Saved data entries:
Content starts

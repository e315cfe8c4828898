//! Strongly-typed amounts of atomic currency units.
//!
//! Amounts are signed internally so that fee arithmetic can go negative
//! during validation, but the `Constraint` type parameter keeps invalid
//! values unrepresentable at rest.

use std::{
    cmp::Ordering,
    convert::TryFrom,
    marker::PhantomData,
    ops::{Add, RangeInclusive, Sub},
};

use crate::{SerializationError, ThunderboltDeserialize, ThunderboltSerialize};

/// One whole coin, in atomic units.
pub const COIN: i64 = 100_000_000;

/// The total supply cap. No amount, and no sum of amounts, may exceed this.
pub const MAX_MONEY: i64 = 21_000_000 * COIN;

/// A typed amount of atomic units, checked against the range of `C`.
#[derive(Serialize, Deserialize)]
#[serde(try_from = "i64")]
#[serde(into = "i64")]
#[serde(bound = "C: Constraint")]
pub struct Amount<C = NonNegative>(i64, PhantomData<C>);

impl<C> Amount<C> {
    /// The raw value in atomic units.
    pub fn atoms(&self) -> i64 {
        self.0
    }

    /// Convert this amount into one with a different constraint, revalidating.
    pub fn constrain<C2: Constraint>(self) -> Result<Amount<C2>, Error> {
        Amount::<C2>::try_from(self.0)
    }
}

impl<C: Constraint> Amount<C> {
    /// The zero amount, valid under every constraint.
    pub fn zero() -> Self {
        Amount(0, PhantomData)
    }
}

impl<C> Clone for Amount<C> {
    fn clone(&self) -> Self {
        Amount(self.0, PhantomData)
    }
}

impl<C> Copy for Amount<C> {}

impl<C> std::fmt::Debug for Amount<C> {
    fn fmt(&self, f: &mut std::fmt::Formatter<'_>) -> std::fmt::Result {
        f.debug_tuple("Amount").field(&self.0).finish()
    }
}

impl<C> PartialEq for Amount<C> {
    fn eq(&self, other: &Self) -> bool {
        self.0 == other.0
    }
}

impl<C> Eq for Amount<C> {}

impl<C> PartialOrd for Amount<C> {
    fn partial_cmp(&self, other: &Self) -> Option<Ordering> {
        Some(self.0.cmp(&other.0))
    }
}

impl<C> Ord for Amount<C> {
    fn cmp(&self, other: &Self) -> Ordering {
        self.0.cmp(&other.0)
    }
}

impl<C> std::hash::Hash for Amount<C> {
    fn hash<H: std::hash::Hasher>(&self, state: &mut H) {
        self.0.hash(state)
    }
}

impl<C> From<Amount<C>> for i64 {
    fn from(amount: Amount<C>) -> i64 {
        amount.0
    }
}

impl<C: Constraint> TryFrom<i64> for Amount<C> {
    type Error = Error;

    fn try_from(value: i64) -> Result<Self, Self::Error> {
        if C::valid_range().contains(&value) {
            Ok(Amount(value, PhantomData))
        } else {
            Err(Error::Contains {
                range: C::valid_range(),
                value,
            })
        }
    }
}

impl<C: Constraint> TryFrom<u64> for Amount<C> {
    type Error = Error;

    fn try_from(value: u64) -> Result<Self, Self::Error> {
        let signed = i64::try_from(value).map_err(|_| Error::Contains {
            range: C::valid_range(),
            value: i64::MAX,
        })?;
        Amount::try_from(signed)
    }
}

impl<C: Constraint> Add<Amount<C>> for Amount<C> {
    type Output = Result<Amount<C>, Error>;

    fn add(self, rhs: Amount<C>) -> Self::Output {
        let value = self
            .0
            .checked_add(rhs.0)
            .ok_or_else(|| Error::Contains {
                range: C::valid_range(),
                value: i64::MAX,
            })?;
        Amount::try_from(value)
    }
}

impl<C: Constraint> Add<Amount<C>> for Result<Amount<C>, Error> {
    type Output = Result<Amount<C>, Error>;

    fn add(self, rhs: Amount<C>) -> Self::Output {
        self? + rhs
    }
}

impl<C: Constraint> Sub<Amount<C>> for Amount<C> {
    type Output = Result<Amount<C>, Error>;

    fn sub(self, rhs: Amount<C>) -> Self::Output {
        let value = self
            .0
            .checked_sub(rhs.0)
            .ok_or_else(|| Error::Contains {
                range: C::valid_range(),
                value: i64::MIN,
            })?;
        Amount::try_from(value)
    }
}

impl<C: Constraint> Sub<Amount<C>> for Result<Amount<C>, Error> {
    type Output = Result<Amount<C>, Error>;

    fn sub(self, rhs: Amount<C>) -> Self::Output {
        self? - rhs
    }
}

/// Errors that can be returned when validating `Amount`s
#[derive(thiserror::Error, Debug, Clone, PartialEq, Eq)]
pub enum Error {
    /// amount {value} is outside the valid range {range:?}
    #[error("amount {value} is outside the valid range {range:?}")]
    Contains {
        range: RangeInclusive<i64>,
        value: i64,
    },
}

/// Marker type for `Amount` that restricts values to `0..=MAX_MONEY`.
#[derive(Copy, Clone, Debug, Eq, PartialEq, Serialize, Deserialize)]
pub struct NonNegative;

/// Marker type for `Amount` that allows negative values down to `-MAX_MONEY`.
///
/// Used for intermediate fee arithmetic, never for serialized amounts.
#[derive(Copy, Clone, Debug, Eq, PartialEq, Serialize, Deserialize)]
pub struct NegativeAllowed;

/// The range of values that a particular type of amount can take.
pub trait Constraint {
    fn valid_range() -> RangeInclusive<i64>;
}

impl Constraint for NonNegative {
    fn valid_range() -> RangeInclusive<i64> {
        0..=MAX_MONEY
    }
}

impl Constraint for NegativeAllowed {
    fn valid_range() -> RangeInclusive<i64> {
        -MAX_MONEY..=MAX_MONEY
    }
}

impl ThunderboltSerialize for Amount<NonNegative> {
    fn thunderbolt_serialize<W: std::io::Write>(&self, target: W) -> Result<(), std::io::Error> {
        (self.0 as u64).thunderbolt_serialize(target)
    }
}

impl ThunderboltDeserialize for Amount<NonNegative> {
    fn thunderbolt_deserialize<R: std::io::Read>(
        mut reader: R,
    ) -> Result<Self, SerializationError> {
        let value = u64::thunderbolt_deserialize(&mut reader)?;
        Amount::try_from(value).map_err(|_| SerializationError::Parse("amount out of range"))
    }
}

Content ends

An exact copy of every record is needed, so retype them all.

Problem solution >>
repository e315cfe8c4828898
//! Strongly-typed amounts of atomic currency units.
//!
//! Amounts are signed internally so that fee arithmetic can go negative
//! during validation, but the `Constraint` type parameter keeps invalid
//! values unrepresentable at rest.

use std::{
    cmp::Ordering,
    convert::TryFrom,
    marker::PhantomData,
    ops::{Add, RangeInclusive, Sub},
};

use crate::{SerializationError, ThunderboltDeserialize, ThunderboltSerialize};

/// One whole coin, in atomic units.
pub const COIN: i64 = 100_000_000;

/// The total supply cap. No amount, and no sum of amounts, may exceed this.
pub const MAX_MONEY: i64 = 21_000_000 * COIN;

/// A typed amount of atomic units, checked against the range of `C`.
#[derive(Serialize, Deserialize)]
#[serde(try_from = "i64")]
#[serde(into = "i64")]
#[serde(bound = "C: Constraint")]
pub struct Amount<C = NonNegative>(i64, PhantomData<C>);

impl<C> Amount<C> {
    /// The raw value in atomic units.
    pub fn atoms(&self) -> i64 {
        self.0
    }

    /// Convert this amount into one with a different constraint, revalidating.
    pub fn constrain<C2: Constraint>(self) -> Result<Amount<C2>, Error> {
        Amount::<C2>::try_from(self.0)
    }
}

impl<C: Constraint> Amount<C> {
    /// The zero amount, valid under every constraint.
    pub fn zero() -> Self {
        Amount(0, PhantomData)
    }
}

impl<C> Clone for Amount<C> {
    fn clone(&self) -> Self {
        Amount(self.0, PhantomData)
    }
}

impl<C> Copy for Amount<C> {}

impl<C> std::fmt::Debug for Amount<C> {
    fn fmt(&self, f: &mut std::fmt::Formatter<'_>) -> std::fmt::Result {
        f.debug_tuple("Amount").field(&self.0).finish()
    }
}

impl<C> PartialEq for Amount<C> {
    fn eq(&self, other: &Self) -> bool {
        self.0 == other.0
    }
}

impl<C> Eq for Amount<C> {}

impl<C> PartialOrd for Amount<C> {
    fn partial_cmp(&self, other: &Self) -> Option<Ordering> {
        Some(self.0.cmp(&other.0))
    }
}

impl<C> Ord for Amount<C> {
    fn cmp(&self, other: &Self) -> Ordering {
        self.0.cmp(&other.0)
    }
}

impl<C> std::hash::Hash for Amount<C> {
    fn hash<H: std::hash::Hasher>(&self, state: &mut H) {
        self.0.hash(state)
    }
}

impl<C> From<Amount<C>> for i64 {
    fn from(amount: Amount<C>) -> i64 {
        amount.0
    }
}

impl<C: Constraint> TryFrom<i64> for Amount<C> {
    type Error = Error;

    fn try_from(value: i64) -> Result<Self, Self::Error> {
        if C::valid_range().contains(&value) {
            Ok(Amount(value, PhantomData))
        } else {
            Err(Error::Contains {
                range: C::valid_range(),
                value,
            })
        }
    }
}

impl<C: Constraint> TryFrom<u64> for Amount<C> {
    type Error = Error;

    fn try_from(value: u64) -> Result<Self, Self::Error> {
        let signed = i64::try_from(value).map_err(|_| Error::Contains {
            range: C::valid_range(),
            value: i64::MAX,
        })?;
        Amount::try_from(signed)
    }
}

impl<C: Constraint> Add<Amount<C>> for Amount<C> {
    type Output = Result<Amount<C>, Error>;

    fn add(self, rhs: Amount<C>) -> Self::Output {
        let value = self
            .0
            .checked_add(rhs.0)
            .ok_or_else(|| Error::Contains {
                range: C::valid_range(),
                value: i64::MAX,
            })?;
        Amount::try_from(value)
    }
}

impl<C: Constraint> Add<Amount<C>> for Result<Amount<C>, Error> {
    type Output = Result<Amount<C>, Error>;

    fn add(self, rhs: Amount<C>) -> Self::Output {
        self? + rhs
    }
}

impl<C: Constraint> Sub<Amount<C>> for Amount<C> {
    type Output = Result<Amount<C>, Error>;

    fn sub(self, rhs: Amount<C>) -> Self::Output {
        let value = self
            .0
            .checked_sub(rhs.0)
            .ok_or_else(|| Error::Contains {
                range: C::valid_range(),
                value: i64::MIN,
            })?;
        Amount::try_from(value)
    }
}

impl<C: Constraint> Sub<Amount<C>> for Result<Amount<C>, Error> {
    type Output = Result<Amount<C>, Error>;

    fn sub(self, rhs: Amount<C>) -> Self::Output {
        self? - rhs
    }
}

/// Errors that can be returned when validating `Amount`s
#[derive(thiserror::Error, Debug, Clone, PartialEq, Eq)]
pub enum Error {
    /// amount {value} is outside the valid range {range:?}
    #[error("amount {value} is outside the valid range {range:?}")]
    Contains {
        range: RangeInclusive<i64>,
        value: i64,
    },
}

/// Marker type for `Amount` that restricts values to `0..=MAX_MONEY`.
#[derive(Copy, Clone, Debug, Eq, PartialEq, Serialize, Deserialize)]
pub struct NonNegative;

/// Marker type for `Amount` that allows negative values down to `-MAX_MONEY`.
///
/// Used for intermediate fee arithmetic, never for serialized amounts.
#[derive(Copy, Clone, Debug, Eq, PartialEq, Serialize, Deserialize)]
pub struct NegativeAllowed;

/// The range of values that a particular type of amount can take.
pub trait Constraint {
    fn valid_range() -> RangeInclusive<i64>;
}

impl Constraint for NonNegative {
    fn valid_range() -> RangeInclusive<i64> {
        0..=MAX_MONEY
    }
}

impl Constraint for NegativeAllowed {
    fn valid_range() -> RangeInclusive<i64> {
        -MAX_MONEY..=MAX_MONEY
    }
}

impl ThunderboltSerialize for Amount<NonNegative> {
    fn thunderbolt_serialize<W: std::io::Write>(&self, target: W) -> Result<(), std::io::Error> {
        (self.0 as u64).thunderbolt_serialize(target)
    }
}

impl ThunderboltDeserialize for Amount<NonNegative> {
    fn thunderbolt_deserialize<R: std::io::Read>(
        mut reader: R,
    ) -> Result<Self, SerializationError> {
        let value = u64::thunderbolt_deserialize(&mut reader)?;
        Amount::try_from(value).map_err(|_| SerializationError::Parse("amount out of range"))
    }
}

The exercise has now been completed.